Judd Foxmann ist Mitte dreißig und arbeitet als Produzent für den ruppigen, sexistischen Radiostar Wade. Der hat seit über einem Jahr ein Verhältnis mit Judds Ehefrau Jen, wie dieser in einer fast schon klassischen Szene herausfindet, nämlich beim verfrühten Nachhausekommen. Aber er hat kaum Zeit, die Ereignisse zu reflektieren, denn er muss nach Elmbrook, ins Haus seiner Eltern, da Judds Vater nach langer Krankheit verstorben ist, und der letzte Wille des Agnostikers war angeblich, dass die Familie der jüdischen Tradition entsprechend Schiwa sitzen soll. Also finden sich Judd, der jüngere Bruder Philipp, der ältere Bruder Paul und die Schwester Wendy ein, um im Haus der Mutter, einer sich energisch gegen das Altern wehrenden Psychologin, auf niedrigen Stühlen zu hocken und Scharen von seltsamen Trauergästen zu empfangen - Nachbarn, Verwandte, Freunde, Geister aus der Vergangenheit, partnersuchende Witwer und Mütter, die ihre Mauerblümchen-Töchter mit Judd verkuppeln wollen.

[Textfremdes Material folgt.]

//! # Disk Cache Policy

use anyhow::{Context, bail};
use burn::config::Config;
use burn::data::network::downloader;
use std::fs::{File, remove_file, rename};
use std::io::Write;
use std::panic::{AssertUnwindSafe, catch_unwind};
use std::path::{Path, PathBuf};

/// Disk Cache Policy.
#[derive(Config, Debug)]
pub struct DiskCacheConfig {
    /// Key for the root cache directory.
    #[config(default = "\"brim\".to_string()")]
    pub root_cache_key: String,

    /// Override for the cache base directory; defaults to ``~/.cache``.
    #[config(default = "None")]
    pub cache_home: Option<PathBuf>,
}

impl Default for DiskCacheConfig {
    fn default() -> Self {
        Self::new()
    }
}

impl DiskCacheConfig {
    /// Fetch the base cache directory.
    ///
    /// If the cache directory does not exist, does not create it.
    pub fn base_cache_dir(&self) -> anyhow::Result<PathBuf> {
        let cache_home = match &self.cache_home {
            Some(dir) => dir.clone(),
            None => dirs::home_dir()
                .context("no home directory for the weight cache")?
                .join(".cache"),
        };
        Ok(cache_home.join(&self.root_cache_key))
    }

    /// Map a resource key to a cache path.
    ///
    /// Does not ensure that the path (or any of the parents) exist.
    pub fn resource_to_path(
        &self,
        resource_key: &[String],
    ) -> anyhow::Result<PathBuf> {
        let path = self.base_cache_dir()?;
        Ok(resource_key.iter().fold(path, |acc, s| acc.join(s)))
    }

    /// Map a resource key to a cache path and ensure the parent directory exists.
    pub fn ensure_resource_parent_dir(
        &self,
        resource_key: &[String],
    ) -> anyhow::Result<PathBuf> {
        let path = self.resource_to_path(resource_key)?;
        if let Some(parent) = path.parent() {
            std::fs::create_dir_all(parent)
                .with_context(|| format!("creating cache directory {}", parent.display()))?;
        }
        Ok(path)
    }

    /// Fetch a Resource to the Cache.
    pub fn fetch_resource(
        &self,
        url: &str,
        resource: &[String],
    ) -> anyhow::Result<PathBuf> {
        let cache_file_path = self.ensure_resource_parent_dir(resource)?;
        try_cache_download_to_path(url, cache_file_path)
    }
}

/// Download a URL resource to a given path.
///
/// If the path already exists, does nothing. The download is written to a
/// ``.part`` sibling and renamed into place.
///
/// # Returns
///
/// The cache path.
pub fn try_cache_download_to_path(
    url: &str,
    cache_file_path: PathBuf,
) -> anyhow::Result<PathBuf> {
    if cache_file_path.exists() {
        tracing::debug!(path = %cache_file_path.display(), "weight cache hit");
        return Ok(cache_file_path);
    }

    let file_name = cache_file_path
        .file_name()
        .map(|name| name.to_string_lossy().to_string())
        .unwrap_or_else(|| url.to_string());

    tracing::info!(%url, path = %cache_file_path.display(), "downloading weights");

    // The burn downloader panics on network and HTTP failures.
    let bytes = catch_unwind(AssertUnwindSafe(|| {
        downloader::download_file_as_bytes(url, &file_name)
    }))
    .map_err(|panic| anyhow::anyhow!("download failed: {}", panic_message(panic.as_ref())))?;

    let part_path = cache_file_path.with_extension("part");
    write_all_or_remove(&part_path, &bytes)?;
    rename(&part_path, &cache_file_path)
        .with_context(|| format!("moving {} into the cache", part_path.display()))?;

    Ok(cache_file_path)
}

fn write_all_or_remove(
    path: &Path,
    bytes: &[u8],
) -> anyhow::Result<()> {
    let mut output_file = File::create(path)?;
    if let Err(err) = output_file.write_all(bytes) {
        remove_file(path)?;
        bail!("Failed to write the whole model weights file: {err}");
    }
    Ok(())
}

fn panic_message(panic: &(dyn std::any::Any + Send)) -> String {
    if let Some(message) = panic.downcast_ref::<&str>() {
        message.to_string()
    } else if let Some(message) = panic.downcast_ref::<String>() {
        message.clone()
    } else {
        "unknown error".to_string()
    }
}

Die Foxmans sind eine Familie, die es schon immer verstand, Emotionen mit Ironie und Sarkasmus zu kaschieren. Weil die Mutter sämtliche Ereignisse für ihre erfolgreichen Erziehungsratgeber nutzte und ihre heranwachsenden Kinder ins Licht der Öffentlichkeit zerrte, entwickelten diese ihre Gegenstrategie. Spitzfindigkeiten, Neckereien und kleine Lügen wurden zum Panzer gegen den vermeintlich gefühlskalten Vater und die okkupierende, wissbegierige Mutter. Aber auch zwischen den Geschwistern kriselte es nicht selten. Pauls Ehefrau Alice war früher mit Judd zusammen, und der schwere Unfall, der Pauls Baseballkarriere beendete, ging teilweise auf Judds Konto. Auch das Enfant Terrible, Philipp, hat sein Päckchen zu tragen, versucht sich aber gerade daran, seriös zu werden, unter anderem mit Hilfe einer sehr viel älteren Frau. Und Wendys Ehemann Barry interessiert sich mehr für die Wall-Street als für die Ehefrau und die drei Kinder. Außerdem ist da noch Horry, der seit einer Schlägerei behinderte Nachbarssohn, der immer noch in Wendy verliebt ist.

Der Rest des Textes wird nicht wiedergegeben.